### Activity
Filter the records down to the lines that hold the word "when", and copy each of those lines.

### Data for the task
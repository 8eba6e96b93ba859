//! Stored domain records.
//!
//! Every record kind has exactly one [`EntityKind`] tag. Stores are keyed by
//! that tag, and the tag's canonical name is what travels over the bridge
//! when a UI asks for a store by name.

use std::fmt;
use std::str::FromStr;

use chrono::{DateTime, Utc};
use serde::de::DeserializeOwned;
use serde::{Deserialize, Serialize};
use thiserror::Error;

use crate::time::EventTime;

/// The closed set of persisted record kinds.
#[derive(Debug, Clone, Copy, PartialEq, Eq, Hash, PartialOrd, Ord, Serialize, Deserialize)]
pub enum EntityKind {
    Account,
    Alarm,
    Busytime,
    Calendar,
    Event,
    IcalComponent,
    Setting,
}

impl EntityKind {
    /// All kinds, in lock order.
    pub const ALL: [EntityKind; 7] = [
        Self::Account,
        Self::Alarm,
        Self::Busytime,
        Self::Calendar,
        Self::Event,
        Self::IcalComponent,
        Self::Setting,
    ];

    /// Canonical name, also the collection name in the database.
    pub fn as_str(&self) -> &'static str {
        match self {
            Self::Account => "Account",
            Self::Alarm => "Alarm",
            Self::Busytime => "Busytime",
            Self::Calendar => "Calendar",
            Self::Event => "Event",
            Self::IcalComponent => "IcalComponent",
            Self::Setting => "Setting",
        }
    }
}

impl fmt::Display for EntityKind {
    fn fmt(&self, f: &mut fmt::Formatter<'_>) -> fmt::Result {
        f.write_str(self.as_str())
    }
}

/// Returned when a kind name is not part of the vocabulary.
#[derive(Debug, Clone, PartialEq, Eq, Error)]
#[error("unknown entity kind: {0}")]
pub struct UnknownKind(pub String);

impl FromStr for EntityKind {
    type Err = UnknownKind;

    fn from_str(s: &str) -> Result<Self, Self::Err> {
        Self::ALL
            .into_iter()
            .find(|kind| kind.as_str() == s)
            .ok_or_else(|| UnknownKind(s.to_string()))
    }
}

/// A record that lives in exactly one store.
pub trait Entity: Serialize + DeserializeOwned + Clone + Send + Sync + 'static {
    /// The store this record belongs to.
    const KIND: EntityKind;

    /// Stable identifier, unique within the kind.
    fn id(&self) -> &str;
}

/// Backend variant of an account.
#[derive(Debug, Clone, Copy, PartialEq, Eq, Hash, Serialize, Deserialize)]
#[serde(rename_all = "snake_case")]
pub enum ProviderKind {
    /// Device-only calendar, never synchronized.
    Local,
    /// CalDAV server.
    Caldav,
}

impl ProviderKind {
    pub fn as_str(&self) -> &'static str {
        match self {
            Self::Local => "local",
            Self::Caldav => "caldav",
        }
    }

    /// Whether the backend talks to the network.
    pub fn is_remote(&self) -> bool {
        !matches!(self, Self::Local)
    }
}

impl fmt::Display for ProviderKind {
    fn fmt(&self, f: &mut fmt::Formatter<'_>) -> fmt::Result {
        f.write_str(self.as_str())
    }
}

/// Opaque credentials handed to remote clients.
#[derive(Clone, PartialEq, Eq, Serialize, Deserialize)]
pub struct Credentials {
    pub username: String,
    pub password: String,
}

impl Credentials {
    pub fn new(username: impl Into<String>, password: impl Into<String>) -> Self {
        Self {
            username: username.into(),
            password: password.into(),
        }
    }
}

impl fmt::Debug for Credentials {
    fn fmt(&self, f: &mut fmt::Formatter<'_>) -> fmt::Result {
        f.debug_struct("Credentials")
            .field("username", &self.username)
            .field("password", &"<redacted>")
            .finish()
    }
}

/// A configured calendar account.
#[derive(Debug, Clone, PartialEq, Eq, Serialize, Deserialize)]
pub struct Account {
    pub id: String,
    pub provider: ProviderKind,
    #[serde(default, skip_serializing_if = "Option::is_none")]
    pub url: Option<String>,
    #[serde(default, skip_serializing_if = "Option::is_none")]
    pub credentials: Option<Credentials>,
    /// Token returned by the last completed sync.
    #[serde(default, skip_serializing_if = "Option::is_none")]
    pub sync_token: Option<String>,
}

impl Account {
    pub fn local(id: impl Into<String>) -> Self {
        Self {
            id: id.into(),
            provider: ProviderKind::Local,
            url: None,
            credentials: None,
            sync_token: None,
        }
    }

    pub fn caldav(id: impl Into<String>, url: impl Into<String>) -> Self {
        Self {
            id: id.into(),
            provider: ProviderKind::Caldav,
            url: Some(url.into()),
            credentials: None,
            sync_token: None,
        }
    }

    pub fn with_credentials(mut self, credentials: Credentials) -> Self {
        self.credentials = Some(credentials);
        self
    }
}

impl Entity for Account {
    const KIND: EntityKind = EntityKind::Account;

    fn id(&self) -> &str {
        &self.id
    }
}

/// A calendar collection belonging to an account.
#[derive(Debug, Clone, PartialEq, Eq, Serialize, Deserialize)]
pub struct Calendar {
    pub id: String,
    pub account_id: String,
    /// Server-side identifier (the collection href for CalDAV).
    #[serde(default, skip_serializing_if = "Option::is_none")]
    pub remote_id: Option<String>,
    pub name: String,
    #[serde(default, skip_serializing_if = "Option::is_none")]
    pub color: Option<String>,
    /// Collection tag from the last sync.
    #[serde(default, skip_serializing_if = "Option::is_none")]
    pub sync_token: Option<String>,
}

impl Calendar {
    pub fn new(
        id: impl Into<String>,
        account_id: impl Into<String>,
        name: impl Into<String>,
    ) -> Self {
        Self {
            id: id.into(),
            account_id: account_id.into(),
            remote_id: None,
            name: name.into(),
            color: None,
            sync_token: None,
        }
    }
}

impl Entity for Calendar {
    const KIND: EntityKind = EntityKind::Calendar;

    fn id(&self) -> &str {
        &self.id
    }
}

/// One occurrence of a recurring event that was moved, retitled or
/// cancelled.
#[derive(Debug, Clone, PartialEq, Eq, Serialize, Deserialize)]
pub struct EventOverride {
    /// Start of the occurrence this replaces.
    pub recurrence_id: EventTime,
    pub start: EventTime,
    pub end: EventTime,
    #[serde(default, skip_serializing_if = "Option::is_none")]
    pub title: Option<String>,
    #[serde(default, skip_serializing_if = "Vec::is_empty")]
    pub alarms: Vec<i64>,
    #[serde(default)]
    pub cancelled: bool,
}

impl EventOverride {
    /// Moves the occurrence starting at `recurrence_id` to `start`..`end`.
    pub fn moved(recurrence_id: EventTime, start: EventTime, end: EventTime) -> Self {
        Self {
            recurrence_id,
            start,
            end,
            title: None,
            alarms: Vec::new(),
            cancelled: false,
        }
    }
}

/// A calendar event.
#[derive(Debug, Clone, PartialEq, Eq, Serialize, Deserialize)]
pub struct Event {
    pub id: String,
    pub calendar_id: String,
    pub title: String,
    #[serde(default, skip_serializing_if = "Option::is_none")]
    pub description: Option<String>,
    #[serde(default, skip_serializing_if = "Option::is_none")]
    pub location: Option<String>,
    pub start: EventTime,
    pub end: EventTime,
    /// RRULE value, without the `RRULE:` prefix.
    #[serde(default, skip_serializing_if = "Option::is_none")]
    pub recurrence: Option<String>,
    /// Occurrences removed from the rule (EXDATE).
    #[serde(default, skip_serializing_if = "Vec::is_empty")]
    pub exdates: Vec<EventTime>,
    /// Occurrences added to the rule (RDATE).
    #[serde(default, skip_serializing_if = "Vec::is_empty")]
    pub rdates: Vec<EventTime>,
    /// Single occurrences changed by a RECURRENCE-ID component.
    #[serde(default, skip_serializing_if = "Vec::is_empty")]
    pub overrides: Vec<EventOverride>,
    /// Minutes before start at which alarms fire.
    #[serde(default, skip_serializing_if = "Vec::is_empty")]
    pub alarms: Vec<i64>,
    #[serde(default, skip_serializing_if = "Option::is_none")]
    pub href: Option<String>,
    #[serde(default, skip_serializing_if = "Option::is_none")]
    pub etag: Option<String>,
}

impl Event {
    pub fn new(
        id: impl Into<String>,
        calendar_id: impl Into<String>,
        title: impl Into<String>,
        start: EventTime,
        end: EventTime,
    ) -> Self {
        Self {
            id: id.into(),
            calendar_id: calendar_id.into(),
            title: title.into(),
            description: None,
            location: None,
            start,
            end,
            recurrence: None,
            exdates: Vec::new(),
            rdates: Vec::new(),
            overrides: Vec::new(),
            alarms: Vec::new(),
            href: None,
            etag: None,
        }
    }

    pub fn with_exdate(mut self, occurrence: EventTime) -> Self {
        self.exdates.push(occurrence);
        self
    }

    pub fn with_override(mut self, instance: EventOverride) -> Self {
        self.overrides.push(instance);
        self
    }

    pub fn with_recurrence(mut self, rrule: impl Into<String>) -> Self {
        self.recurrence = Some(rrule.into());
        self
    }

    pub fn with_alarm(mut self, minutes_before: i64) -> Self {
        self.alarms.push(minutes_before);
        self
    }

    pub fn is_recurring(&self) -> bool {
        self.recurrence.is_some()
    }
}

impl Entity for Event {
    const KIND: EntityKind = EntityKind::Event;

    fn id(&self) -> &str {
        &self.id
    }
}

/// One materialized occurrence of an event.
#[derive(Debug, Clone, PartialEq, Eq, Serialize, Deserialize)]
pub struct Busytime {
    pub id: String,
    pub event_id: String,
    pub calendar_id: String,
    pub start: DateTime<Utc>,
    pub end: DateTime<Utc>,
}

impl Busytime {
    /// Occurrence ids are derived from the event id and the start instant so
    /// re-expanding the same range is idempotent.
    pub fn occurrence_id(event_id: &str, start: DateTime<Utc>) -> String {
        format!("{}-{}", event_id, start.format("%Y%m%dT%H%M%SZ"))
    }
}

impl Entity for Busytime {
    const KIND: EntityKind = EntityKind::Busytime;

    fn id(&self) -> &str {
        &self.id
    }
}

/// A reminder attached to a busytime.
#[derive(Debug, Clone, PartialEq, Eq, Serialize, Deserialize)]
pub struct Alarm {
    pub id: String,
    pub event_id: String,
    pub busytime_id: String,
    pub trigger: DateTime<Utc>,
}

impl Entity for Alarm {
    const KIND: EntityKind = EntityKind::Alarm;

    fn id(&self) -> &str {
        &self.id
    }
}

/// Raw iCalendar data for an event, kept for recurrence expansion.
#[derive(Debug, Clone, PartialEq, Eq, Serialize, Deserialize)]
pub struct IcalComponent {
    /// Same id as the owning event.
    pub id: String,
    pub ical: String,
    /// End of the last range busytimes were expanded for.
    #[serde(default, skip_serializing_if = "Option::is_none")]
    pub expanded_until: Option<DateTime<Utc>>,
}

impl Entity for IcalComponent {
    const KIND: EntityKind = EntityKind::IcalComponent;

    fn id(&self) -> &str {
        &self.id
    }
}

/// A persisted key/value setting.
#[derive(Debug, Clone, PartialEq, Serialize, Deserialize)]
pub struct Setting {
    pub id: String,
    pub value: serde_json::Value,
}

impl Setting {
    pub fn new(key: impl Into<String>, value: serde_json::Value) -> Self {
        Self {
            id: key.into(),
            value,
        }
    }
}

impl Entity for Setting {
    const KIND: EntityKind = EntityKind::Setting;

    fn id(&self) -> &str {
        &self.id
    }
}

### Exercise solution
//! when a UI asks for a store by name.
/// Returned when a kind name is not part of the vocabulary.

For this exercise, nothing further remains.